Retomada da PF mira bens adquiridos com dinheiro da educação desviado no sertão alagoano

Retomada da PF mira bens adquiridos com dinheiro da educação desviado no sertão alagoano

Em operação deflagrada nesta quarta-feira, 13, agentes cumprem 40 mandados de busca e apreensão; alvo é o ex-prefeito de Traipu, a 190 quilômetros da capital Maceió, Marcos Santos, que foi preso na noite de 12 de dezembro durante festa da padroeira da cidade, Nossa Senhora do Ó

Julia Affonso

13 de fevereiro de 2019 | 12h46

Foto: Reprodução/Sindicato dos Delegados da Polícia Federal

A Polícia Federal e o Ministério Público Federal abriram nesta quarta-feira, 13, a Operação Retomada contra desvios de verbas públicas da educação no sertão de Alagoas. São cumpridos 40 mandados de busca e apreensão nos municípios de Traipu e Feira Grande.

A Operação Retomada tem como objetivo recuperar os bens adquiridos com verbas públicas supostamente desviadas pelo ex-prefeito de Traipu, Marcos Santos. Ele foi preso na noite de 12 de dezembro do ano passado durante a festa da padroeira da cidade, Nossa Senhora do Ó, e continua recolhido na Penitenciária Masculina Baldomero Cavalcanti de Oliveira.

Traipu tem cerca de 28 mil habitantes e fica a 190 quilômetros da capital Maceió.
A investigação aponta fraude com recursos do Fundeb (Fundo Nacional de Manutenção e Desenvolvimento da Educação Básica e Valorização dos Profissionais de Educação) e do PNATE (Programa Nacional de Transporte Escolar).

Em nota, a PF informou que a Procuradoria da República requereu à Justiça Federal a expedição de mandados de busca e apreensão em ação cautelar de indisponibilidade de bens preparatória de ação de improbidade (0000566-40.2011.4.50.8001).

A Operação Retomada tem o apoio da Polícia Rodoviária Federal.

Foram mobilizados 30 agentes da Polícia Federal. Todo material apreendido será levado para a sede do Ministério Público Federal em Arapiraca e para o Departamento de Estradas e Rodagem em Alagoas (DER-AL).

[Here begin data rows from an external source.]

//! Alloy-backed chain port implementation.
//!
//! Holds one HTTP provider per configured chain for the process lifetime.
//! Reads go through `eth_call`; request construction is pure calldata
//! encoding and never touches the network.

use crate::{ChainError, ChainInterface, IPriceOracle, ITransactionManager, IERC20};
use alloy_primitives::{Address, Bytes, TxKind, U256};
use alloy_provider::{Provider, RootProvider};
use alloy_rpc_types::{TransactionInput, TransactionRequest};
use alloy_sol_types::{SolCall, SolValue};
use alloy_transport_http::Http;
use async_trait::async_trait;
use std::collections::HashMap;
use xbridge_config::ResolvedChain;
use xbridge_types::{
	CancelParams, FulfillParams, PrepareParams, TxRequest, FULFILL_GAS_LIMIT,
};

type HttpProvider = RootProvider<Http<reqwest::Client>>;

/// Per-chain provider handle plus the contract addresses the port needs.
struct ChainHandle {
	provider: HttpProvider,
	transaction_manager: Address,
	price_oracle: Option<Address>,
}

/// Chain port over Alloy HTTP providers.
pub struct AlloyChainGate {
	chains: HashMap<u64, ChainHandle>,
}

impl AlloyChainGate {
	/// Creates a gate for the given resolved chains. Provider construction
	/// parses endpoints but performs no network I/O.
	pub fn new(chains: &HashMap<u64, ResolvedChain>) -> Result<Self, ChainError> {
		let mut handles = HashMap::with_capacity(chains.len());
		for (&chain_id, chain) in chains {
			// Resolution guarantees at least one URL.
			let url = chain.rpc_urls[0]
				.parse::<reqwest::Url>()
				.map_err(|e| ChainError::InvalidRpcUrl {
					chain_id,
					message: e.to_string(),
				})?;
			handles.insert(
				chain_id,
				ChainHandle {
					provider: RootProvider::new_http(url),
					transaction_manager: chain.transaction_manager_address,
					price_oracle: chain.price_oracle_address,
				},
			);
		}
		Ok(Self { chains: handles })
	}

	fn handle(&self, chain_id: u64) -> Result<&ChainHandle, ChainError> {
		self.chains
			.get(&chain_id)
			.ok_or(ChainError::ChainNotConfigured(chain_id))
	}

	async fn eth_call(
		&self,
		chain_id: u64,
		to: Address,
		data: Vec<u8>,
	) -> Result<Bytes, ChainError> {
		let handle = self.handle(chain_id)?;
		let tx = TransactionRequest {
			to: Some(TxKind::Call(to)),
			input: TransactionInput::new(data.into()),
			..Default::default()
		};
		handle
			.provider
			.call(&tx)
			.await
			.map_err(|e| ChainError::Rpc {
				chain_id,
				message: e.to_string(),
			})
	}

	async fn token_price(&self, chain_id: u64, oracle: Address, token: Address) -> Option<U256> {
		let data = IPriceOracle::getTokenPriceCall { token }.abi_encode();
		match self.eth_call(chain_id, oracle, data).await {
			Ok(ret) => U256::abi_decode(&ret, false).ok(),
			Err(e) => {
				tracing::warn!(chain_id, token = %token, error = %e, "price oracle read failed");
				None
			},
		}
	}
}

#[async_trait]
impl ChainInterface for AlloyChainGate {
	async fn is_contract(&self, chain_id: u64, address: Address) -> Result<bool, ChainError> {
		let handle = self.handle(chain_id)?;
		let code = handle
			.provider
			.get_code_at(address)
			.await
			.map_err(|e| ChainError::Rpc {
				chain_id,
				message: e.to_string(),
			})?;
		Ok(!code.is_empty())
	}

	async fn router_liquidity(
		&self,
		chain_id: u64,
		router: Address,
		asset_id: Address,
	) -> Result<U256, ChainError> {
		let manager = self.handle(chain_id)?.transaction_manager;
		let data = ITransactionManager::routerBalancesCall {
			router,
			assetId: asset_id,
		}
		.abi_encode();
		let ret = self.eth_call(chain_id, manager, data).await?;
		U256::abi_decode(&ret, false).map_err(|e| ChainError::Rpc {
			chain_id,
			message: format!("bad routerBalances return: {}", e),
		})
	}

	async fn approve_if_needed(
		&self,
		chain_id: u64,
		asset_id: Address,
		owner: Address,
		amount: U256,
		infinite: bool,
	) -> Result<Option<TxRequest>, ChainError> {
		if asset_id == Address::ZERO {
			// Native assets need no allowance.
			return Ok(None);
		}
		let manager = self.handle(chain_id)?.transaction_manager;

		let data = IERC20::allowanceCall {
			owner,
			spender: manager,
		}
		.abi_encode();
		let ret = self.eth_call(chain_id, asset_id, data).await?;
		let allowance = U256::abi_decode(&ret, false).map_err(|e| ChainError::Rpc {
			chain_id,
			message: format!("bad allowance return: {}", e),
		})?;
		if allowance >= amount {
			return Ok(None);
		}

		let approve_amount = if infinite { U256::MAX } else { amount };
		let data = IERC20::approveCall {
			spender: manager,
			amount: approve_amount,
		}
		.abi_encode();
		Ok(Some(TxRequest {
			to: asset_id,
			data: data.into(),
			value: U256::ZERO,
			chain_id,
			gas_limit: None,
			gas_price: None,
			nonce: None,
		}))
	}

	async fn build_prepare_request(
		&self,
		chain_id: u64,
		params: &PrepareParams,
	) -> Result<TxRequest, ChainError> {
		let handle = self.handle(chain_id)?;
		let args = ITransactionManager::PrepareArgs {
			invariantData: (&params.tx_data).into(),
			amount: params.amount,
			expiry: U256::from(params.expiry),
			encryptedCallData: params.encrypted_call_data.clone(),
			encodedBid: params.encoded_bid.clone(),
			bidSignature: params.bid_signature.clone(),
			encodedMeta: Bytes::new(),
		};
		let value = if params.tx_data.sending_asset_id == Address::ZERO {
			params.amount
		} else {
			U256::ZERO
		};
		Ok(TxRequest {
			to: handle.transaction_manager,
			data: ITransactionManager::prepareCall { args }.abi_encode().into(),
			value,
			chain_id,
			gas_limit: None,
			gas_price: None,
			nonce: None,
		})
	}

	async fn build_fulfill_request(
		&self,
		chain_id: u64,
		params: &FulfillParams,
	) -> Result<TxRequest, ChainError> {
		let handle = self.handle(chain_id)?;
		let args = ITransactionManager::FulfillArgs {
			txData: (&params.tx_data).into(),
			relayerFee: params.relayer_fee,
			signature: params.signature.clone(),
			callData: params.call_data.clone(),
			encodedMeta: Bytes::new(),
		};
		Ok(TxRequest {
			to: handle.transaction_manager,
			data: ITransactionManager::fulfillCall { args }.abi_encode().into(),
			value: U256::ZERO,
			chain_id,
			gas_limit: None,
			gas_price: None,
			nonce: None,
		})
	}

	async fn build_cancel_request(
		&self,
		chain_id: u64,
		params: &CancelParams,
	) -> Result<TxRequest, ChainError> {
		let handle = self.handle(chain_id)?;
		let args = ITransactionManager::CancelArgs {
			txData: (&params.tx_data).into(),
			signature: params.signature.clone(),
			encodedMeta: Bytes::new(),
		};
		Ok(TxRequest {
			to: handle.transaction_manager,
			data: ITransactionManager::cancelCall { args }.abi_encode().into(),
			value: U256::ZERO,
			chain_id,
			gas_limit: None,
			gas_price: None,
			nonce: None,
		})
	}

	fn transaction_manager_address(&self, chain_id: u64) -> Result<Address, ChainError> {
		Ok(self.handle(chain_id)?.transaction_manager)
	}

	async fn latest_block(&self, chain_id: u64) -> Result<u64, ChainError> {
		let handle = self.handle(chain_id)?;
		handle
			.provider
			.get_block_number()
			.await
			.map_err(|e| ChainError::Rpc {
				chain_id,
				message: e.to_string(),
			})
	}

	async fn calculate_gas_in_token_for_fulfill(
		&self,
		chain_id: u64,
		receiving_asset_id: Address,
	) -> Result<U256, ChainError> {
		let handle = self.handle(chain_id)?;
		let oracle = handle
			.price_oracle
			.ok_or(ChainError::NoPriceOracle(chain_id))?;

		let gas_price = handle
			.provider
			.get_gas_price()
			.await
			.map_err(|e| ChainError::Rpc {
				chain_id,
				message: e.to_string(),
			})?;
		let gas_cost = U256::from(FULFILL_GAS_LIMIT) * U256::from(gas_price);

		if receiving_asset_id == Address::ZERO {
			return Ok(gas_cost);
		}

		// Oracle failures degrade to a zero estimate; callers treat zero
		// as "could not compute".
		let native_price = match self.token_price(chain_id, oracle, Address::ZERO).await {
			Some(price) => price,
			None => return Ok(U256::ZERO),
		};
		let token_price = match self.token_price(chain_id, oracle, receiving_asset_id).await {
			Some(price) if !price.is_zero() => price,
			_ => return Ok(U256::ZERO),
		};
		Ok(gas_cost * native_price / token_price)
	}
}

Quando foram autorizados os primeiros mandados de busca e apreensão e a decretação da indisponibilidade dos bens desta investigação, Marcos Santos era investigado em alguns inquéritos policiais e procedimentos administrativos do Ministério Público Federal em Alagoas.

O ex-prefeito já respondia a ações judiciais no âmbito federal: processo n. 0002175-61.2011.4.05.8000 – Ação Civil Pública; Processo n. 0000072-83.2008.4.05.8001 – Ação Penal Pública; Processo n. 0000101-02.2009.4.05.8001 – Ação Penal; Processo n. 0000747-46.2008.4.05.8001 – Ação Penal; Processo n. 0000759-60.2008.4.05.8001 – Ação Civil Pública de Improbidade Administrativa; Processo n. 0000889-16.2009.4.05.8001 – Ação Civil Pública de Improbidade Administrativa.